Burnt soil and burnt roof tiles were found in the excavated remains of the temple grounds. In some places, traces of burnt rafters from the roof that had fallen into the ground were still visible, and in the holes left by the scaffolding at the middle gate and corridors, burn marks were also found in the holes left by the scaffolding from the construction work, suggesting that the fire occurred during construction.
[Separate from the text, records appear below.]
//! Adaptive exact geometric predicates.
//!
//! Both predicates return a value whose sign is exact. The magnitude is only meaningful
//! as an approximation.
//!
//! Orientation convention: `orient2d(a, b, c)` is positive when `a`, `b`, `c` turn
//! counter-clockwise in a y-down coordinate system (screen space), which is
//! clockwise when the y axis points up.

use crate::expansion::{difference, most_significant, scale, sum, two_product};
use crate::{Point, Scalar};
use arrayvec::ArrayVec;

const EPSILON: f64 = 1.1102230246251565e-16;
const ORIENT_ERROR_BOUND: f64 = (3.0 + 16.0 * EPSILON) * EPSILON;
const IN_CIRCLE_ERROR_BOUND: f64 = (10.0 + 96.0 * EPSILON) * EPSILON;

/// Orientation of the triangle `a`, `b`, `c`.
///
/// Evaluates `(a.y - c.y) * (b.x - c.x) - (a.x - c.x) * (b.y - c.y)`.
///
/// - positive: counter-clockwise with y pointing down,
/// - negative: clockwise with y pointing down,
/// - zero: the points are collinear.
pub fn orient2d<S: Scalar>(a: Point<S>, b: Point<S>, c: Point<S>) -> f64 {
    let (ax, ay) = (a.x.to_f64(), a.y.to_f64());
    let (bx, by) = (b.x.to_f64(), b.y.to_f64());
    let (cx, cy) = (c.x.to_f64(), c.y.to_f64());

    let left = (ay - cy) * (bx - cx);
    let right = (ax - cx) * (by - cy);
    let det = left - right;

    let det_sum = if left > 0.0 {
        if right <= 0.0 {
            return det;
        }
        left + right
    } else if left < 0.0 {
        if right >= 0.0 {
            return det;
        }
        -(left + right)
    } else {
        return det;
    };

    let tolerance = ORIENT_ERROR_BOUND * det_sum;
    if det >= tolerance || det <= -tolerance {
        return det;
    }

    orient2d_exact(ax, ay, bx, by, cx, cy)
}

fn orient2d_exact(ax: f64, ay: f64, bx: f64, by: f64, cx: f64, cy: f64) -> f64 {
    let bc: ArrayVec<f64, 4> = sum(&two_product(by, cx), &two_product(-cy, bx));
    let ab: ArrayVec<f64, 4> = sum(&two_product(ay, bx), &two_product(-by, ax));
    let positive: ArrayVec<f64, 8> = sum(&bc, &ab);
    let negative: ArrayVec<f64, 4> = sum(&two_product(ay, cx), &two_product(-cy, ax));
    let det: ArrayVec<f64, 12> = difference(&positive, &negative);

    most_significant(&det)
}

/// Position of `d` relative to the circumcircle of `a`, `b`, `c`.
///
/// When `a`, `b`, `c` are clockwise in y-down space (`orient2d(a, b, c) < 0`) the result
/// is positive if `d` is strictly inside the circle, negative if it is strictly outside
/// and zero if the four points are cocircular. The sign is flipped for the other winding.
pub fn in_circle<S: Scalar>(a: Point<S>, b: Point<S>, c: Point<S>, d: Point<S>) -> f64 {
    let (ax, ay) = (a.x.to_f64(), a.y.to_f64());
    let (bx, by) = (b.x.to_f64(), b.y.to_f64());
    let (cx, cy) = (c.x.to_f64(), c.y.to_f64());
    let (dx, dy) = (d.x.to_f64(), d.y.to_f64());

    let adx = ax - dx;
    let bdx = bx - dx;
    let cdx = cx - dx;
    let ady = ay - dy;
    let bdy = by - dy;
    let cdy = cy - dy;

    let bdxcdy = bdx * cdy;
    let cdxbdy = cdx * bdy;
    let alift = adx * adx + ady * ady;

    let cdxady = cdx * ady;
    let adxcdy = adx * cdy;
    let blift = bdx * bdx + bdy * bdy;

    let adxbdy = adx * bdy;
    let bdxady = bdx * ady;
    let clift = cdx * cdx + cdy * cdy;

    let det = alift * (bdxcdy - cdxbdy) + blift * (cdxady - adxcdy) + clift * (adxbdy - bdxady);

    let permanent = (bdxcdy.abs() + cdxbdy.abs()) * alift
        + (cdxady.abs() + adxcdy.abs()) * blift
        + (adxbdy.abs() + bdxady.abs()) * clift;
    let error_bound = IN_CIRCLE_ERROR_BOUND * permanent;
    if det > error_bound || -det > error_bound {
        return det;
    }

    in_circle_exact([ax, ay], [bx, by], [cx, cy], [dx, dy])
}

/// Exact evaluation of the lifted determinant
///
/// ```text
/// | ax ay ax²+ay² 1 |
/// | bx by bx²+by² 1 |
/// | cx cy cx²+cy² 1 |
/// | dx dy dx²+dy² 1 |
/// ```
///
/// expanded along its minors.
fn in_circle_exact(a: [f64; 2], b: [f64; 2], c: [f64; 2], d: [f64; 2]) -> f64 {
    let lift = |p: [f64; 2]| -> Vec<f64> { sum(&two_product(p[0], p[0]), &two_product(p[1], p[1])) };
    let [wa, wb, wc, wd] = [lift(a), lift(b), lift(c), lift(d)];

    let m_bcd = minor((b, &wb[..]), (c, &wc[..]), (d, &wd[..]));
    let m_acd = minor((a, &wa[..]), (c, &wc[..]), (d, &wd[..]));
    let m_abd = minor((a, &wa[..]), (b, &wb[..]), (d, &wd[..]));
    let m_abc = minor((a, &wa[..]), (b, &wb[..]), (c, &wc[..]));

    let positive: Vec<f64> = sum(&m_bcd, &m_abd);
    let negative: Vec<f64> = sum(&m_acd, &m_abc);
    let det: Vec<f64> = difference(&positive, &negative);

    most_significant(&det)
}

/// Negated 3x3 minor of the rows `p`, `q`, `r` of the lifted matrix, expanded along the
/// y column.
fn minor(
    (p, wp): ([f64; 2], &[f64]),
    (q, wq): ([f64; 2], &[f64]),
    (r, wr): ([f64; 2], &[f64]),
) -> Vec<f64> {
    let qr: Vec<f64> = difference(&scale::<Vec<f64>>(wr, q[0]), &scale::<Vec<f64>>(wq, r[0]));
    let pr: Vec<f64> = difference(&scale::<Vec<f64>>(wr, p[0]), &scale::<Vec<f64>>(wp, r[0]));
    let pq: Vec<f64> = difference(&scale::<Vec<f64>>(wq, p[0]), &scale::<Vec<f64>>(wp, q[0]));

    let t0: Vec<f64> = scale(&qr, p[1]);
    let t1: Vec<f64> = scale(&pr, q[1]);
    let t2: Vec<f64> = scale(&pq, r[1]);

    let partial: Vec<f64> = difference(&t0, &t1);
    sum(&partial, &t2)
}

#[cfg(test)]
use crate::point;

#[test]
fn orientation_of_nearly_collinear_points() {
    assert!(orient2d(point(0.0f64, 0.0), point(1e-32, 0.0), point(0.0, 1.0)) < 0.0);
    assert!(orient2d(point(0.0f64, 0.0), point(-1e-32, 0.0), point(0.0, 1.0)) > 0.0);
}

#[test]
fn orientation_across_magnitudes() {
    let mut x = 1e-32f64;
    for _ in 0..32 {
        assert!(orient2d(point(-x, 0.0), point(0.0, 1.0), point(x, 0.0)) > 0.0);
        assert_eq!(orient2d(point(-x, 0.0), point(0.0, 0.0), point(x, 0.0)), 0.0);
        assert!(orient2d(point(-x, 0.0), point(0.0, -1.0), point(x, 0.0)) < 0.0);
        assert!(orient2d(point(0.0, 1.0), point(0.0, 0.0), point(x, x)) < 0.0);
        x *= 10.0;
    }
}

#[test]
fn orientation_is_antisymmetric() {
    let a = point(0.1f64, 0.7);
    let b = point(12.3, -4.0);
    let c = point(3.0, 1e-3);
    let abc = orient2d(a, b, c);
    assert!(abc != 0.0);
    assert_eq!(abc > 0.0, orient2d(b, a, c) < 0.0);
    assert_eq!(abc > 0.0, orient2d(b, c, a) > 0.0);

    assert_eq!(orient2d(a, a, c), 0.0);
    assert_eq!(orient2d(a, b, b), 0.0);
}

#[test]
fn orientation_needs_exact_arithmetic() {
    // c lies just off the line through a and b. The naive evaluation rounds to zero.
    let a = point(0.5f64, 0.5);
    let b = point(12.0, 12.0);
    let c = point(24.0, 24.000000000000004);

    let exact = orient2d(a, b, c);
    let naive = (a.y - c.y) * (b.x - c.x) - (a.x - c.x) * (b.y - c.y);
    assert_eq!(naive, 0.0);
    assert!(exact < 0.0, "{}", exact);

    let on_line = orient2d(a, b, point(24.0f64, 24.0));
    assert_eq!(on_line, 0.0);
}

#[test]
fn in_circle_unit_circle() {
    let a = point(0.0f64, -1.0);
    let b = point(1.0, 0.0);
    let c = point(0.0, 1.0);
    assert!(orient2d(a, b, c) < 0.0);

    assert!(in_circle(a, b, c, point(-0.5, 0.0)) > 0.0);
    assert_eq!(in_circle(a, b, c, point(-1.0, 0.0)), 0.0);
    assert!(in_circle(a, b, c, point(-1.5, 0.0)) < 0.0);

    // Reversing the triangle flips the sign.
    assert!(in_circle(c, b, a, point(-0.5, 0.0)) < 0.0);
}

#[test]
fn in_circle_across_magnitudes() {
    let mut x = 1e-4f64;
    for _ in 0..8 {
        let a = point(0.0, x);
        let b = point(-x, -x);
        let c = point(x, -x);
        assert!(in_circle(a, b, c, point(0.0, 0.0)) > 0.0);
        assert_eq!(in_circle(a, b, c, point(0.0, x)), 0.0);
        assert!(in_circle(a, b, c, point(0.0, 2.0 * x)) < 0.0);
        x *= 10.0;
    }
}

#[test]
fn in_circle_exact_matches_fast_path() {
    let a = [0.0, -1.0];
    let b = [1.0, 0.0];
    let c = [0.0, 1.0];
    assert!(in_circle_exact(a, b, c, [-0.5, 0.0]) > 0.0);
    assert_eq!(in_circle_exact(a, b, c, [-1.0, 0.0]), 0.0);
    assert!(in_circle_exact(a, b, c, [-1.5, 0.0]) < 0.0);
    assert!(in_circle_exact(a, b, c, [0.3, 0.2]) > 0.0);
    assert!(in_circle_exact(a, b, c, [3.0, 2.0]) < 0.0);
}

#[test]
fn single_precision_points() {
    let a = point(0.0f32, 0.0);
    let b = point(1.0f32, 0.0);
    let c = point(0.0f32, 1.0);
    // Counter-clockwise with y down.
    assert!(orient2d(a, c, b) > 0.0);
    assert!(orient2d(a, b, c) < 0.0);
    assert!(in_circle(a, b, c, point(0.5f32, 0.5)) > 0.0);
}
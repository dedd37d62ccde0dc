#![deny(bare_trait_objects)]
#![deny(unconditional_recursion)]
#![allow(clippy::excessive_precision)]
#![allow(clippy::many_single_char_names)]

//! 2D geometric primitives and predicates on top of euclid.
//!
//! This crate is reexported in [tessera](https://docs.rs/tessera/).
//!
//! # Overview.
//!
//! This crate implements the maths needed to turn vector paths into triangles:
//!
//! - cubic bézier curves and their adaptive flattening,
//! - triangle area and centroid,
//! - exact orientation and in-circle predicates built on floating-point expansions.
//!
//! # Flattening
//!
//! Flattening is the action of approximating a curve with a succession of line segments.
//! Cubic curves are flattened by recursive subdivision (see [`FlatteningOptions`]): a
//! sub-curve stops being split once its control points lie within the distance tolerance
//! of its chord and, optionally, once the turning angle at its ends is small enough.
//!
//! The tolerance threshold corresponds to the maximum distance between the curve and its
//! linear approximation, expressed in path units at a scale of one. Larger scales make
//! the approximation finer.
//!
//! # Robust predicates
//!
//! [`orient2d`] and [`in_circle`] first evaluate their determinant with plain floating
//! point arithmetic and only fall back to exact expansion arithmetic when the result is
//! within the rounding error bound. The sign of the returned value is always exact.

// Reexport dependencies.
pub use arrayvec;
pub use euclid;

#[cfg(feature = "serialization")]
#[macro_use]
pub extern crate serde;

pub mod cubic_bezier;
pub mod expansion;
mod flatten_cubic;
pub mod predicates;
mod triangle;

#[doc(inline)]
pub use crate::cubic_bezier::CubicBezierSegment;
#[doc(inline)]
pub use crate::flatten_cubic::FlatteningOptions;
#[doc(inline)]
pub use crate::predicates::{in_circle, orient2d};
#[doc(inline)]
pub use crate::triangle::Triangle;

pub use crate::scalar::Scalar;

mod scalar {
    pub(crate) use num_traits::{Float, FloatConst, NumCast};

    use std::fmt::{Debug, Display};
    use std::ops::{AddAssign, DivAssign, MulAssign, SubAssign};

    pub trait Scalar:
        Float
        + NumCast
        + FloatConst
        + Sized
        + Display
        + Debug
        + AddAssign
        + SubAssign
        + MulAssign
        + DivAssign
    {
        const HALF: Self;
        const ZERO: Self;
        const ONE: Self;
        const TWO: Self;
        const THREE: Self;
        const FOUR: Self;
        const EIGHT: Self;

        const MIN: Self;
        const MAX: Self;

        fn value(v: f32) -> Self;

        /// Widens the value for the exact predicates.
        fn to_f64(self) -> f64;
    }

    impl Scalar for f32 {
        const HALF: Self = 0.5;
        const ZERO: Self = 0.0;
        const ONE: Self = 1.0;
        const TWO: Self = 2.0;
        const THREE: Self = 3.0;
        const FOUR: Self = 4.0;
        const EIGHT: Self = 8.0;

        const MIN: Self = f32::MIN;
        const MAX: Self = f32::MAX;

        #[inline]
        fn value(v: f32) -> Self {
            v
        }

        #[inline]
        fn to_f64(self) -> f64 {
            self as f64
        }
    }

    impl Scalar for f64 {
        const HALF: Self = 0.5;
        const ZERO: Self = 0.0;
        const ONE: Self = 1.0;
        const TWO: Self = 2.0;
        const THREE: Self = 3.0;
        const FOUR: Self = 4.0;
        const EIGHT: Self = 8.0;

        const MIN: Self = f64::MIN;
        const MAX: Self = f64::MAX;

        #[inline]
        fn value(v: f32) -> Self {
            v as f64
        }

        #[inline]
        fn to_f64(self) -> f64 {
            self
        }
    }
}

/// Alias for `euclid::default::Point2D`.
pub use euclid::default::Point2D as Point;

/// Alias for `euclid::default::Point3D`.
pub use euclid::default::Point3D;

/// Alias for `euclid::default::Vector2D`.
pub use euclid::default::Vector2D as Vector;

/// Shorthand for `Vector::new(x, y)`.
#[inline]
pub fn vector<S>(x: S, y: S) -> Vector<S> {
    Vector::new(x, y)
}

/// Shorthand for `Point::new(x, y)`.
#[inline]
pub fn point<S>(x: S, y: S) -> Point<S> {
    Point::new(x, y)
}
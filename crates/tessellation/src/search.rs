//! Binary searches over sorted slices with a caller-provided ordering.
//!
//! Each function takes a closure that compares an element of the slice against an implicit
//! key. The slice must be partitioned with respect to that closure: all elements ordered
//! `Less` first, then `Equal`, then `Greater`.
//!
//! The midpoint sequence is fixed so that the same inputs always select the same element,
//! even when several elements compare `Equal`.

use std::cmp::Ordering;

/// Index of the first element that is not `Less`, or `items.len()`.
pub fn first_greater_or_equal<T, F>(items: &[T], mut compare: F) -> usize
where
    F: FnMut(&T) -> Ordering,
{
    let mut result = items.len();
    let (mut lo, mut hi) = (0, items.len());
    while lo < hi {
        let mid = (lo + hi - 1) / 2;
        if compare(&items[mid]) != Ordering::Less {
            result = mid;
            hi = mid;
        } else {
            lo = mid + 1;
        }
    }

    result
}

/// Index of the first element that is `Greater`, or `items.len()`.
pub fn first_greater<T, F>(items: &[T], mut compare: F) -> usize
where
    F: FnMut(&T) -> Ordering,
{
    let mut result = items.len();
    let (mut lo, mut hi) = (0, items.len());
    while lo < hi {
        let mid = (lo + hi - 1) / 2;
        if compare(&items[mid]) == Ordering::Greater {
            result = mid;
            hi = mid;
        } else {
            lo = mid + 1;
        }
    }

    result
}

/// Index of the last element that is `Less`.
pub fn last_less<T, F>(items: &[T], mut compare: F) -> Option<usize>
where
    F: FnMut(&T) -> Ordering,
{
    let mut result = None;
    let (mut lo, mut hi) = (0, items.len());
    while lo < hi {
        let mid = (lo + hi - 1) / 2;
        if compare(&items[mid]) == Ordering::Less {
            result = Some(mid);
            lo = mid + 1;
        } else {
            hi = mid;
        }
    }

    result
}

/// Index of the last element that is not `Greater`.
pub fn last_less_or_equal<T, F>(items: &[T], mut compare: F) -> Option<usize>
where
    F: FnMut(&T) -> Ordering,
{
    let mut result = None;
    let (mut lo, mut hi) = (0, items.len());
    while lo < hi {
        let mid = (lo + hi - 1) / 2;
        if compare(&items[mid]) != Ordering::Greater {
            result = Some(mid);
            lo = mid + 1;
        } else {
            hi = mid;
        }
    }

    result
}

/// Index of an element that is `Equal`, if any.
pub fn find_equal<T, F>(items: &[T], mut compare: F) -> Option<usize>
where
    F: FnMut(&T) -> Ordering,
{
    let (mut lo, mut hi) = (0, items.len());
    while lo < hi {
        let mid = (lo + hi - 1) / 2;
        match compare(&items[mid]) {
            Ordering::Equal => {
                return Some(mid);
            }
            Ordering::Less => {
                lo = mid + 1;
            }
            Ordering::Greater => {
                hi = mid;
            }
        }
    }

    None
}

#[test]
fn bounds() {
    let items = [1, 3, 3, 3, 5, 8];
    let key = |k: i32| move |x: &i32| x.cmp(&k);

    assert_eq!(first_greater_or_equal(&items, key(3)), 1);
    assert_eq!(first_greater(&items, key(3)), 4);
    assert_eq!(last_less(&items, key(3)), Some(0));
    assert_eq!(last_less_or_equal(&items, key(3)), Some(3));
    assert!(matches!(find_equal(&items, key(3)), Some(1..=3)));

    assert_eq!(first_greater_or_equal(&items, key(9)), 6);
    assert_eq!(first_greater(&items, key(0)), 0);
    assert_eq!(last_less(&items, key(1)), None);
    assert_eq!(last_less_or_equal(&items, key(0)), None);
    assert_eq!(last_less_or_equal(&items, key(100)), Some(5));
    assert_eq!(find_equal(&items, key(4)), None);
}

#[test]
fn empty_slice() {
    let items: [u8; 0] = [];
    assert_eq!(first_greater_or_equal(&items, |x| x.cmp(&0)), 0);
    assert_eq!(first_greater(&items, |x| x.cmp(&0)), 0);
    assert_eq!(last_less(&items, |x| x.cmp(&0)), None);
    assert_eq!(last_less_or_equal(&items, |x| x.cmp(&0)), None);
    assert_eq!(find_equal(&items, |x| x.cmp(&0)), None);
}

#[test]
fn matches_std_partition_point() {
    let items: Vec<u32> = (0..100).map(|i| i / 3).collect();
    for k in 0..40 {
        let compare = |x: &u32| x.cmp(&k);
        assert_eq!(
            first_greater_or_equal(&items, compare),
            items.partition_point(|x| *x < k)
        );
        assert_eq!(first_greater(&items, compare), items.partition_point(|x| *x <= k));
        assert_eq!(
            last_less_or_equal(&items, compare),
            items.partition_point(|x| *x <= k).checked_sub(1)
        );
        if let Some(i) = find_equal(&items, compare) {
            assert_eq!(items[i], k);
        }
    }
}
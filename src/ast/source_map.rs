use super::Span;

/// Line index over a source text, for turning byte offsets into positions.
pub struct SourceMap {
    /// Byte offset at which each line begins; always starts with 0.
    starts: Vec<usize>,
}

impl SourceMap {
    pub fn new(source: &str) -> Self {
        let mut starts = vec![0];
        starts.extend(source.match_indices('\n').map(|(i, _)| i + 1));
        SourceMap { starts }
    }

    /// 1-based `(line, col)` of a byte offset. A newline belongs to the line it ends.
    pub fn lookup(&self, offset: usize) -> (usize, usize) {
        let line = self.starts.partition_point(|&start| start <= offset).max(1) - 1;
        (line + 1, offset - self.starts[line] + 1)
    }

    /// `line:col` of the start of a span.
    pub fn position(&self, span: Span) -> String {
        let (line, col) = self.lookup(span.start);
        format!("{line}:{col}")
    }

    pub fn line_count(&self) -> usize {
        self.starts.len()
    }

    /// Text of a 1-based line without its terminator; empty when out of range.
    pub fn line_text<'a>(&self, source: &'a str, line: usize) -> &'a str {
        let Some(&start) = line.checked_sub(1).and_then(|i| self.starts.get(i)) else {
            return "";
        };
        let end = self.starts.get(line).map_or(source.len(), |&next| next - 1);
        source[start..end].trim_end_matches('\r')
    }
}
use serde::{Deserialize, Serialize};

use crate::lexer::Token;

pub mod source_map;
pub use source_map::SourceMap;

// ---- Span infrastructure ----

/// Byte range within source text.
#[derive(Debug, Clone, Copy, PartialEq, Eq, Default)]
pub struct Span {
    pub start: usize,
    pub end: usize,
}

impl Span {
    pub const UNKNOWN: Span = Span { start: 0, end: 0 };

    pub fn merge(self, other: Span) -> Span {
        Span {
            start: self.start.min(other.start),
            end: self.end.max(other.end),
        }
    }
}

impl From<std::ops::Range<usize>> for Span {
    fn from(range: std::ops::Range<usize>) -> Self {
        Span { start: range.start, end: range.end }
    }
}

/// Wraps a value with its source span. Transparent to serde (serializes as inner value only).
#[derive(Debug, Clone, PartialEq)]
pub struct Spanned<T> {
    pub node: T,
    pub span: Span,
}

impl<T> Spanned<T> {
    pub fn new(node: T, span: Span) -> Self {
        Spanned { node, span }
    }

    pub fn unknown(node: T) -> Self {
        Spanned { node, span: Span::UNKNOWN }
    }
}

impl<T> std::ops::Deref for Spanned<T> {
    type Target = T;
    fn deref(&self) -> &T {
        &self.node
    }
}

impl<T: Serialize> Serialize for Spanned<T> {
    fn serialize<S: serde::Serializer>(&self, serializer: S) -> Result<S::Ok, S::Error> {
        self.node.serialize(serializer)
    }
}

impl<'de, T: Deserialize<'de>> Deserialize<'de> for Spanned<T> {
    fn deserialize<D: serde::Deserializer<'de>>(deserializer: D) -> Result<Self, D::Error> {
        T::deserialize(deserializer).map(|node| Spanned { node, span: Span::UNKNOWN })
    }
}

// ---- Syntax tree ----

/// Every shape the parser produces. The child layout per kind is fixed:
///
/// | kind          | token          | left               | right                  |
/// |---------------|----------------|--------------------|------------------------|
/// | Statement     |                | statement          | next Statement         |
/// | BinaryOp      | operator       | lhs                | rhs                    |
/// | Not / Negate  | operator       | operand            |                        |
/// | Declaration   | name           | value              |                        |
/// | Assign        | `=`            | Var/Member/Index   | value                  |
/// | ExpStatement  |                | expression         |                        |
/// | If / While    | keyword        | condition          | Decision               |
/// | Decision      |                | then/body chain    | else chain             |
/// | Function      | name           | first Parameter    | body chain             |
/// | Method        | name           | first Parameter    | body chain             |
/// | Parameter     | name           | next Parameter     |                        |
/// | FunctionCall  | `(`            | callee             | first Argument         |
/// | Argument      |                | expression         | next Argument          |
/// | Return        | `return`       | value              |                        |
/// | Member        | field name     | object             |                        |
/// | Index         | `[`            | object             | key                    |
/// | Class         | name           | first member       | Statement chain of Method |
#[derive(Debug, Clone, Copy, PartialEq, Eq, Serialize, Deserialize)]
pub enum NodeKind {
    Number,
    String,
    Bool,
    Var,
    BinaryOp,
    Not,
    Negate,
    If,
    Decision,
    While,
    Assign,
    Declaration,
    Statement,
    ExpStatement,
    FunctionCall,
    Argument,
    Function,
    Parameter,
    Return,
    Member,
    Index,
    Class,
    Method,
}

#[derive(Debug, Clone, PartialEq, Serialize, Deserialize)]
pub struct Node {
    pub kind: NodeKind,
    #[serde(default, skip_serializing_if = "Option::is_none")]
    pub token: Option<Spanned<Token>>,
    #[serde(default, skip_serializing_if = "Option::is_none")]
    pub left: Option<Box<Node>>,
    #[serde(default, skip_serializing_if = "Option::is_none")]
    pub right: Option<Box<Node>>,
}

impl Node {
    pub fn new(
        kind: NodeKind,
        token: Option<Spanned<Token>>,
        left: Option<Box<Node>>,
        right: Option<Box<Node>>,
    ) -> Box<Node> {
        Box::new(Node { kind, token, left, right })
    }

    pub fn leaf(kind: NodeKind, token: Spanned<Token>) -> Box<Node> {
        Node::new(kind, Some(token), None, None)
    }

    /// Links a list of statements into a right-leaning `Statement` chain.
    pub fn statements(items: Vec<Box<Node>>) -> Option<Box<Node>> {
        items
            .into_iter()
            .rev()
            .fold(None, |next, item| Some(Node::new(NodeKind::Statement, None, Some(item), next)))
    }

    /// Links parameter names into a left-leaning `Parameter` chain.
    pub fn parameters(names: Vec<Spanned<Token>>) -> Option<Box<Node>> {
        names
            .into_iter()
            .rev()
            .fold(None, |next, name| Some(Node::new(NodeKind::Parameter, Some(name), next, None)))
    }

    /// Links call arguments into a right-leaning `Argument` chain.
    pub fn arguments(items: Vec<Box<Node>>) -> Option<Box<Node>> {
        items
            .into_iter()
            .rev()
            .fold(None, |next, item| Some(Node::new(NodeKind::Argument, None, Some(item), next)))
    }

    /// Identifier text carried by the token, if any.
    pub fn name(&self) -> Option<&str> {
        match self.token.as_deref() {
            Some(Token::Ident(name)) => Some(name),
            _ => None,
        }
    }

    pub fn span(&self) -> Span {
        self.token.as_ref().map(|t| t.span).unwrap_or(Span::UNKNOWN)
    }

    /// Walks a `Statement` (or `Argument`) chain and yields the `left` payloads in order.
    pub fn chain(first: Option<&Node>) -> ChainIter<'_> {
        ChainIter { next: first }
    }

    /// Walks a `Parameter` chain, which links through `left`.
    pub fn parameter_chain(first: Option<&Node>) -> ParamIter<'_> {
        ParamIter { next: first }
    }
}

pub struct ChainIter<'a> {
    next: Option<&'a Node>,
}

impl<'a> Iterator for ChainIter<'a> {
    type Item = &'a Node;

    fn next(&mut self) -> Option<&'a Node> {
        loop {
            let link = self.next?;
            self.next = link.right.as_deref();
            if let Some(item) = link.left.as_deref() {
                return Some(item);
            }
        }
    }
}

pub struct ParamIter<'a> {
    next: Option<&'a Node>,
}

impl<'a> Iterator for ParamIter<'a> {
    type Item = &'a Node;

    fn next(&mut self) -> Option<&'a Node> {
        let param = self.next?;
        self.next = param.left.as_deref();
        Some(param)
    }
}

// Long statement chains would otherwise recurse once per link on drop.
impl Drop for Node {
    fn drop(&mut self) {
        let mut pending: Vec<Box<Node>> = Vec::new();
        pending.extend(self.left.take());
        pending.extend(self.right.take());
        while let Some(mut node) = pending.pop() {
            pending.extend(node.left.take());
            pending.extend(node.right.take());
        }
    }
}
From the above, it was determined that the main buildings of the temple, such as the main hall, had only just been completed, and that the fire occurred while the middle gate and corridors were still under construction.

When the capital was moved to Heijō-kyō in 716–17, Daikan-daiji, along with Yakushi-ji, and Gangō-ji, was also moved to the new capital, with Daikan-daiji becoming Daian-ji in 729.

The Daikandai-ji site is about a 4.6 kilometers northeast from Asuka Station on the Kintetsu Railway Yoshino Line, or one kilometer northwest of the Asuka Historical Museum.